Trump ha sventolato sotto il naso dei cristiani d’America l’intenzione di ridimensionare il diritto all’aborto: bene, bravo. Per il resto fai quel che vuoi (ho semplificato o addirittura banalizzato il discorso per rendere l’idea).
È il motivo par cui abbiamo sempre trovato le Chiese più o meno a fianco dei vari regimi a livello di istituzione, con l’effetto trascinamento verso i seguaci più obbedienti, meno dotati di capacità critica e meno coraggiosi nella testimonianza di vita. In fin dei conti Gesù è stato condannato e ucciso perché non ha voluto navigare a vista tra potere religioso e potere politico, ha tracciato una linea invalicabile tra queste due alte sfere, attestandosi inequivocabilmente sulla condivisione dei problemi e sulla solidarietà alle persone che dovrebbero essere oggetto di attenzione. È questo che dà enorme fastidio ai potenti: se la religione si mette in mischia viene travolta dal compromesso, se resta al suo posto gioca il vero e unico ruolo rivoluzionario.
Su questa problematica ha scritto uno splendido articolo Marco Ronconi, teologo e insegnante di religione, curatore su Jesus, rivista mensile della “Catena periodici San Paolo”, di una rubrica simpaticamente intitolata “Teologiadabar”. Ne riprendo di seguito il senso e le argomentazioni molto interessanti e totalmente condivisibili: si tratta di un esame dell’atteggiamento dei cristiani davanti al test di Trump.
L’attenzione viene giustamente posta sull’inasprimento delle misure di controllo verso i cittadini provenienti dagli Stati, colpevoli di essere a maggioranza musulmana e teatri di guerra o di fervore fondamentalista. Ronconi giudica questi provvedimenti come un atto culturalmente devastante, poiché si regge su una serie di equivalenze deflagranti: musulmano=sospetto; migrante=terrorista; povero=pericoloso.

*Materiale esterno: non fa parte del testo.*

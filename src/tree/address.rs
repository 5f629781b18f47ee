use std::fmt;
use std::str::FromStr;

use super::{NodeId, TreeStore};
use crate::error::TreeError;

/// Scheme prefix used when an address travels as a drag-and-drop payload.
pub const URI_SCHEME: &str = "tree://";

/// Position of a node as child indices from the root.
///
/// Only meaningful against the tree it was taken from. After children are
/// added, removed or reloaded an old address may miss or land on a different
/// node; re-resolve by id when the reference must outlive a mutation.
#[derive(Debug, Clone, Default, PartialEq, Eq, Hash, PartialOrd, Ord)]
pub struct PathAddress(Vec<usize>);

impl PathAddress {
    pub fn new(indices: Vec<usize>) -> Self {
        Self(indices)
    }

    /// The empty address, which resolves to the root.
    pub fn root() -> Self {
        Self(Vec::new())
    }

    pub fn indices(&self) -> &[usize] {
        &self.0
    }

    pub fn depth(&self) -> usize {
        self.0.len()
    }

    pub fn is_root(&self) -> bool {
        self.0.is_empty()
    }

    /// Address of the `index`-th child of this position.
    pub fn child(&self, index: usize) -> Self {
        let mut indices = self.0.clone();
        indices.push(index);
        Self(indices)
    }

    /// Address of the containing position, `None` for the root.
    pub fn parent(&self) -> Option<Self> {
        let (_, rest) = self.0.split_last()?;
        Some(Self(rest.to_vec()))
    }

    /// `tree://0.3.1` form.
    pub fn to_uri(&self) -> String {
        format!("{URI_SCHEME}{self}")
    }

    pub fn from_uri(uri: &str) -> Result<Self, TreeError> {
        uri.strip_prefix(URI_SCHEME)
            .ok_or_else(|| TreeError::InvalidAddress(uri.to_string()))?
            .parse()
    }
}

impl fmt::Display for PathAddress {
    fn fmt(&self, f: &mut fmt::Formatter<'_>) -> fmt::Result {
        for (i, index) in self.0.iter().enumerate() {
            if i > 0 {
                f.write_str(".")?;
            }
            write!(f, "{index}")?;
        }
        Ok(())
    }
}

impl FromStr for PathAddress {
    type Err = TreeError;

    fn from_str(s: &str) -> Result<Self, Self::Err> {
        if s.is_empty() {
            return Ok(Self::root());
        }
        s.split('.')
            .map(|part| part.parse::<usize>())
            .collect::<Result<Vec<_>, _>>()
            .map(Self)
            .map_err(|_| TreeError::InvalidAddress(s.to_string()))
    }
}

impl TreeStore {
    /// Follow `address` from the root. Misses (index out of range, or
    /// indexing past a leaf) yield `None`.
    pub fn resolve(&self, address: &PathAddress) -> Option<NodeId> {
        address
            .indices()
            .iter()
            .try_fold(self.root(), |node, &index| self.children(node).get(index).copied())
    }

    /// Address of `node` in the current tree, `None` when the node is not
    /// attached to this store's root.
    pub fn address_of(&self, node: NodeId) -> Option<PathAddress> {
        let mut indices = Vec::new();
        let mut current = node;
        while current != self.root() {
            let parent = self.parent(current)?;
            let index = self.children(parent).iter().position(|c| *c == current)?;
            indices.push(index);
            current = parent;
        }
        indices.reverse();
        Some(PathAddress(indices))
    }
}

#[cfg(test)]
mod tests {
    use super::*;
    use crate::tree::{sample_tree, InsertRequest};

    #[test]
    fn display_is_dot_joined() {
        assert_eq!(PathAddress::new(vec![0, 3, 1]).to_string(), "0.3.1");
        assert_eq!(PathAddress::root().to_string(), "");
    }

    #[test]
    fn parse_round_trips_display() {
        let addr: PathAddress = "0.3.1".parse().unwrap();
        assert_eq!(addr.indices(), &[0, 3, 1]);
        assert!("".parse::<PathAddress>().unwrap().is_root());
    }

    #[test]
    fn parse_rejects_garbage() {
        for bad in ["0.x", "1..2", "-1", "0.", " 1"] {
            assert!(
                matches!(bad.parse::<PathAddress>(), Err(TreeError::InvalidAddress(_))),
                "{bad:?} should not parse"
            );
        }
    }

    #[test]
    fn uri_form() {
        let addr = PathAddress::new(vec![2, 0]);
        assert_eq!(addr.to_uri(), "tree://2.0");
        assert_eq!(PathAddress::from_uri("tree://2.0").unwrap(), addr);
        assert!(PathAddress::from_uri("file:///2.0").is_err());
    }

    #[test]
    fn child_and_parent() {
        let addr = PathAddress::root().child(1).child(4);
        assert_eq!(addr.to_string(), "1.4");
        assert_eq!(addr.parent().unwrap().to_string(), "1");
        assert!(PathAddress::root().parent().is_none());
    }

    #[test]
    fn resolve_walks_children() {
        let store = sample_tree();
        let main = store.resolve(&"0.0.0".parse().unwrap()).unwrap();
        assert_eq!(store.node(main).unwrap().id(), "/proj/src/main");
        assert_eq!(store.resolve(&PathAddress::root()), Some(store.root()));
    }

    #[test]
    fn resolve_misses_are_none() {
        let store = sample_tree();
        // out of range
        assert!(store.resolve(&"5".parse().unwrap()).is_none());
        // past a leaf: notes.txt has no children
        assert!(store.resolve(&"1.0".parse().unwrap()).is_none());
    }

    #[test]
    fn address_round_trips_for_every_node() {
        let store = sample_tree();
        for node in store.descendants(store.root()) {
            let addr = store.address_of(node).unwrap();
            assert_eq!(store.resolve(&addr), Some(node), "address {addr}");
        }
    }

    #[test]
    fn stale_address_after_mutation() {
        let mut store = sample_tree();
        let proj = store.find_by_id("/proj").unwrap();
        let src = store.find_by_id("/proj/src").unwrap();
        let addr = store.address_of(src).unwrap();

        store.clear_children(proj);
        assert!(store.resolve(&addr).is_none());
        assert!(store.address_of(src).is_none());

        let fresh = store
            .insert(InsertRequest::new("/proj/other", Vec::new()).under(proj))
            .unwrap();
        assert_eq!(store.resolve(&addr), Some(fresh));
    }
}
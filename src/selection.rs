//! Click/keyboard-driven selection state machine layered on `TreeStore`.

use crate::tree::rows::{row_index, visible_rows};
use crate::tree::{Expansion, NodeId, Selection, TreeStore};

/// How a node was activated.
#[derive(Debug, Clone, Copy, Default, PartialEq, Eq)]
pub struct Gesture {
    /// Disclosure-control activation: flips expansion, leaves selection alone.
    pub toggle: bool,
    /// Collapse the node before applying the transition.
    pub force_collapse_first: bool,
}

impl Gesture {
    /// Row-body click.
    pub const ROW: Gesture = Gesture {
        toggle: false,
        force_collapse_first: false,
    };

    /// Click on the expand/collapse affordance, or the keyboard toggle.
    pub const TOGGLE: Gesture = Gesture {
        toggle: true,
        force_collapse_first: false,
    };

    /// Programmatic reveal: always ends expanded and selected.
    pub const REVEAL: Gesture = Gesture {
        toggle: false,
        force_collapse_first: true,
    };
}

/// Where keyboard focus should go after a keyboard toggle re-renders.
#[derive(Debug, Clone, Copy, PartialEq, Eq)]
pub struct FocusRestore {
    /// The node that held focus.
    pub node: NodeId,
    /// Visible row the focused node occupied before the toggle, `None` if it
    /// was not visible.
    pub row: Option<usize>,
    /// Node now occupying that row.
    pub occupant: Option<NodeId>,
}

/// Single-selection controller.
///
/// Holds no reference to the store; every operation takes the store it acts
/// on, so the host decides which tree is current.
#[derive(Debug, Default)]
pub struct SelectionController {
    last_activated: Option<NodeId>,
}

impl SelectionController {
    pub fn new() -> Self {
        Self::default()
    }

    /// Most recently selected node, if it still exists in `store`.
    pub fn last_activated(&self, store: &TreeStore) -> Option<NodeId> {
        self.last_activated.filter(|id| store.contains(*id))
    }

    /// Apply one activation to `node`. Returns `None` when the node does not
    /// exist in `store`.
    pub fn activate(
        &mut self,
        store: &mut TreeStore,
        node: NodeId,
        gesture: Gesture,
    ) -> Option<NodeId> {
        store.node(node)?;

        if gesture.force_collapse_first {
            store.set_expansion(node, Expansion::Collapsed);
        }

        if gesture.toggle {
            let flipped = store.node(node)?.expansion().toggled();
            store.set_expansion(node, flipped);
            store.notify_selection_changed(node, true);
        } else {
            let current = store.node(node)?;
            let was_selected = current.selection().is_selected();
            let is_leaf = current.children().is_empty();
            let disabled = current.is_disabled();

            if !was_selected {
                store.reset_selection();
            }

            let collapsed = store.node(node)?.expansion() == Expansion::Collapsed;
            if is_leaf && collapsed {
                store.collapse_empty_leaves();
            }
            if collapsed {
                store.set_expansion(node, Expansion::Expanded);
            }

            store.notify_selection_changed(node, false);

            if !disabled {
                store.set_selection(node, Selection::Selected);
                self.last_activated = Some(node);
            }
        }

        store.request_render();
        Some(node)
    }

    /// Select and expand the node whose id is `id`.
    ///
    /// Ancestors are left as they are; call `TreeStore::expand_ancestors`
    /// as well to make the node visible.
    pub fn reveal(&mut self, store: &mut TreeStore, id: &str) -> Option<NodeId> {
        let node = store.find_by_id(id)?;
        store.set_selection(node, Selection::NotSelected);
        self.activate(store, node, Gesture::REVEAL)
    }

    /// Keyboard toggle on the focused node.
    ///
    /// Returns the row the focused node occupied before the toggle and which
    /// node occupies it afterwards, so the view can move focus there once it
    /// has re-rendered.
    pub fn keyboard_activate(
        &mut self,
        store: &mut TreeStore,
        focused: NodeId,
    ) -> Option<FocusRestore> {
        let row = row_index(&visible_rows(store), focused);
        self.activate(store, focused, Gesture::TOGGLE)?;
        let occupant = row.and_then(|r| visible_rows(store).get(r).map(|after| after.node));
        Some(FocusRestore {
            node: focused,
            row,
            occupant,
        })
    }
}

Non bastasse, l’amministrazione Trump ha manifestato l’intenzione di allestire un corridoio preferenziale per i fuggiaschi di fede cristiana. È la stessa logica del mafioso che obbliga ad accettare un regalo non richiesto colui al quale chiederà poi complicità e omertà di fronte a un reato.
Differenziate e variegate sono state le reazioni del mondo religioso. Si è andati dal favore per l’interessamento verso la persecuzione dei cristiani al timore che i cristiani diventino, negli Stati a maggioranza musulmana, corpi estranei, soggetti da emarginare o eliminare; si è passati dalla soddisfazione per una difesa pelosa e pericolosa alla rivendicazione della cultura dell’apertura, dal silenzio assenso alla condanna della confusione tra carnefici e vittime. La religione in buona sostanza si è fatta trovare piuttosto impreparata e ondeggiante.
L’articolo, a cui mi sto ispirando e che sto citando a piene mani, mette il dito su due questioni cruciali. La prima è l’idea di Chiesa attorno alla quale si stanno scontrando due posizioni molto diverse: da una parte chi pensa che la Chiesa esista per i cristiani; dall’altra, chi pensa che esista per il mondo e – se proprio deve fare una distinzione – è chiamata a stare dalla parte degli ultimi, indipendentemente da ogni etichetta ulteriore.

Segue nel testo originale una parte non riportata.